Cancer is one of the leading causes of death in our modern society, with over a million people diagnosed every year. Despite the huge amount of money and resources that have been invested into finding effective ways to treat cancer, the complexity of the disease in its many manifestations has meant a cure has been elusive. The most common forms of cancer treatment, such as chemotherapy, are designed to kill the fast-growing cells that form a malignant tumor, but these end up attacking many of the body’s naturally growing cells as well as not being thorough in their attack on cancerous cells.

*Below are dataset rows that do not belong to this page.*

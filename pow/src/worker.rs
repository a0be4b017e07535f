//! The nonce grinder: one job at a time, FIFO, always off the async
//! I/O path, cancellable mid-search.

use std::collections::VecDeque;
use std::sync::atomic::{AtomicBool, AtomicU64, Ordering};
use std::sync::Arc;
use std::time::Instant;

use tokio::sync::mpsc;
use tokio::task::spawn_blocking;
use tracing::{debug, info, warn};

use bitmessage_core::pow::pow_value;
use bitmessage_core::Cryptography;

/// A pending nonce search.
#[derive(Debug, Clone)]
pub struct PowJob {
    pub initial_hash: [u8; 64],
    pub target: u64,
}

/// A finished search; `nonce` satisfies the job's target.
#[derive(Debug, Clone)]
pub struct PowSolution {
    pub initial_hash: [u8; 64],
    pub nonce: [u8; 8],
}

enum Command {
    Solve(PowJob),
    Cancel([u8; 64]),
}

/// Handle to the proof-of-work service. Cloneable; submissions are
/// serialized into a FIFO queue behind one solving engine.
#[derive(Clone)]
pub struct PowService {
    commands: mpsc::UnboundedSender<Command>,
}

impl PowService {
    /// Spawns the service; solutions arrive on the returned channel in
    /// completion order.
    pub fn start(
        crypto: Arc<dyn Cryptography>,
        num_threads: usize,
    ) -> (Self, mpsc::UnboundedReceiver<PowSolution>) {
        let (command_tx, command_rx) = mpsc::unbounded_channel();
        let (solution_tx, solution_rx) = mpsc::unbounded_channel();
        tokio::spawn(run(crypto, num_threads.max(1), command_rx, solution_tx));
        (
            Self {
                commands: command_tx,
            },
            solution_rx,
        )
    }

    /// Queues a nonce search.
    pub fn enqueue(&self, job: PowJob) {
        if self.commands.send(Command::Solve(job)).is_err() {
            warn!("proof-of-work service is gone; job dropped");
        }
    }

    /// Cancels a queued or running search. Deleting a message takes its
    /// pending work with it.
    pub fn cancel(&self, initial_hash: [u8; 64]) {
        let _ = self.commands.send(Command::Cancel(initial_hash));
    }
}

async fn run(
    crypto: Arc<dyn Cryptography>,
    num_threads: usize,
    mut commands: mpsc::UnboundedReceiver<Command>,
    solutions: mpsc::UnboundedSender<PowSolution>,
) {
    let mut queue: VecDeque<PowJob> = VecDeque::new();
    loop {
        let job = match queue.pop_front() {
            Some(job) => job,
            None => match commands.recv().await {
                Some(Command::Solve(job)) => job,
                Some(Command::Cancel(_)) => continue,
                None => return,
            },
        };

        let stop = Arc::new(AtomicBool::new(false));
        let engine = {
            let crypto = crypto.clone();
            let stop = stop.clone();
            let job = job.clone();
            spawn_blocking(move || solve(crypto.as_ref(), &job, num_threads, &stop))
        };
        tokio::pin!(engine);

        // Keep draining commands while the engine grinds, so a cancel
        // for the running job can reach its stop flag.
        loop {
            tokio::select! {
                result = &mut engine => {
                    match result {
                        Ok(Some(nonce)) => {
                            let solution = PowSolution {
                                initial_hash: job.initial_hash,
                                nonce: nonce.to_be_bytes(),
                            };
                            if solutions.send(solution).is_err() {
                                return;
                            }
                        }
                        Ok(None) => debug!("nonce search cancelled"),
                        Err(e) => warn!("proof-of-work engine panicked: {}", e),
                    }
                    break;
                }
                command = commands.recv() => match command {
                    Some(Command::Solve(next)) => queue.push_back(next),
                    Some(Command::Cancel(hash)) => {
                        if hash == job.initial_hash {
                            stop.store(true, Ordering::SeqCst);
                        } else {
                            queue.retain(|j| j.initial_hash != hash);
                        }
                    }
                    None => {
                        stop.store(true, Ordering::SeqCst);
                        return;
                    }
                },
            }
        }
    }
}

/// Blocking multi-threaded search: thread *t* tries nonces
/// `t+1, t+1+n, t+1+2n, …` until one of them meets the target or the
/// stop flag is raised.
fn solve(
    crypto: &dyn Cryptography,
    job: &PowJob,
    num_threads: usize,
    stop: &AtomicBool,
) -> Option<u64> {
    let started = Instant::now();
    let winner = AtomicU64::new(0);
    let done = AtomicBool::new(false);
    let tried = AtomicU64::new(0);

    std::thread::scope(|scope| {
        for t in 0..num_threads {
            let winner = &winner;
            let done = &done;
            let tried = &tried;
            scope.spawn(move || {
                let mut nonce = t as u64 + 1;
                let mut local: u64 = 0;
                while !done.load(Ordering::Relaxed) && !stop.load(Ordering::Relaxed) {
                    if pow_value(crypto, &nonce.to_be_bytes(), &job.initial_hash) <= job.target {
                        winner.store(nonce, Ordering::SeqCst);
                        done.store(true, Ordering::SeqCst);
                        break;
                    }
                    nonce += num_threads as u64;
                    local += 1;
                }
                tried.fetch_add(local, Ordering::Relaxed);
            });
        }
    });

    if !done.load(Ordering::SeqCst) {
        return None;
    }
    let elapsed = started.elapsed();
    let hashes = tried.load(Ordering::Relaxed);
    info!(
        nonce = winner.load(Ordering::SeqCst),
        hashes,
        rate = (hashes as f64 / elapsed.as_secs_f64().max(0.001)) as u64,
        "proof of work solved"
    );
    Some(winner.load(Ordering::SeqCst))
}

#[cfg(test)]
mod tests {
    use super::*;
    use bitmessage_core::DefaultCryptography;
    use std::time::Duration;
    use tokio::time::timeout;

    fn hash(seed: u8) -> [u8; 64] {
        [seed; 64]
    }

    /// Roughly one-in-256 nonces qualify; milliseconds of work.
    const EASY_TARGET: u64 = u64::MAX / 256;

    #[tokio::test(flavor = "multi_thread", worker_threads = 2)]
    async fn solution_satisfies_target() {
        let crypto = Arc::new(DefaultCryptography::new());
        let (service, mut solutions) = PowService::start(crypto.clone(), 2);

        service.enqueue(PowJob {
            initial_hash: hash(1),
            target: EASY_TARGET,
        });

        let solution = timeout(Duration::from_secs(30), solutions.recv())
            .await
            .expect("solver timed out")
            .expect("channel open");
        assert_eq!(solution.initial_hash, hash(1));
        assert!(pow_value(crypto.as_ref(), &solution.nonce, &hash(1)) <= EASY_TARGET);
    }

    #[tokio::test(flavor = "multi_thread", worker_threads = 2)]
    async fn jobs_complete_in_submission_order() {
        let crypto = Arc::new(DefaultCryptography::new());
        let (service, mut solutions) = PowService::start(crypto, 2);

        for seed in [1u8, 2, 3] {
            service.enqueue(PowJob {
                initial_hash: hash(seed),
                target: EASY_TARGET,
            });
        }
        for seed in [1u8, 2, 3] {
            let solution = timeout(Duration::from_secs(30), solutions.recv())
                .await
                .expect("solver timed out")
                .expect("channel open");
            assert_eq!(solution.initial_hash, hash(seed));
        }
    }

    #[tokio::test(flavor = "multi_thread", worker_threads = 2)]
    async fn cancelling_the_running_job_frees_the_engine() {
        let crypto = Arc::new(DefaultCryptography::new());
        let (service, mut solutions) = PowService::start(crypto, 2);

        // Target 0 is unsatisfiable in practice; it would grind forever.
        service.enqueue(PowJob {
            initial_hash: hash(9),
            target: 0,
        });
        service.enqueue(PowJob {
            initial_hash: hash(2),
            target: EASY_TARGET,
        });
        service.cancel(hash(9));

        let solution = timeout(Duration::from_secs(30), solutions.recv())
            .await
            .expect("engine stayed stuck on the cancelled job")
            .expect("channel open");
        assert_eq!(solution.initial_hash, hash(2));
    }

    #[tokio::test(flavor = "multi_thread", worker_threads = 2)]
    async fn cancelling_a_queued_job_removes_it() {
        let crypto = Arc::new(DefaultCryptography::new());
        let (service, mut solutions) = PowService::start(crypto, 2);

        service.enqueue(PowJob {
            initial_hash: hash(1),
            target: EASY_TARGET,
        });
        service.enqueue(PowJob {
            initial_hash: hash(7),
            target: 0, // would hang if ever started
        });
        service.enqueue(PowJob {
            initial_hash: hash(3),
            target: EASY_TARGET,
        });
        service.cancel(hash(7));

        let first = timeout(Duration::from_secs(30), solutions.recv())
            .await
            .unwrap()
            .unwrap();
        let second = timeout(Duration::from_secs(30), solutions.recv())
            .await
            .unwrap()
            .unwrap();
        assert_eq!(first.initial_hash, hash(1));
        assert_eq!(second.initial_hash, hash(3));
    }
}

Von Maltzahn's new method involves injecting nanomaterials, which are materials on the scale of one ten thousandth of a millimeter, into the bloodstream. These tiny gold 'nano-antennas' gradually concentrate at the site of the tumor by infiltrating pores in rapidly growing tumor blood vessels. Near-infrared light can penetrate the surface of the skin, and shining it on these nanoparticles causes them to convert the light energy into heat, heating up the particles and destroying the cancer cells they have conglomerated around. Using this method researchers have been able to target and completely remove one hundred percent of tumors in laboratory mice, without harming any healthy cells surrounding the tumor.
Von Maltzahn has also pioneered a second nanoparticle-based invention designed to utilize a more natural approach to seek and deliver therapeutics to cancer in the body. Looking to the swarming activities of ants, he has designed a simple set of particles that communicate with each other whilst in the body and collaboratively detect and destroy cancers. One particular two-step approach that he has demonstrated involves harmless 'scout' particles that travel around the body with the goal of finding and broadcasting the location of cancer cells. Secondary 'assassin' particles can pick up the broadcast and target the area in question with large and localized doses of therapeutic drugs. Von Maltzahn claims that this method can deliver over 40 times the regular dose to affected areas.
“If such highly-targeted delivery can be achieved clinically, this method would enable doctors to increase the drug dose that is delivered to tumors, increasing its overall efficacy and reducing side-effects,” Von Maltzahn explains. “This concept of engineering systems of nanoparticles that collectively outsmart disease barriers has many potential applications in medicine, from improving regenerative medicines to ultra-sensitive diagnostics.”
All this innovation has not gone unnoticed by the scientific community. Thanks to these inventions, Geoffrey von Maltzahn was awarded the Lemelson-MIT Student Prize for Inventions.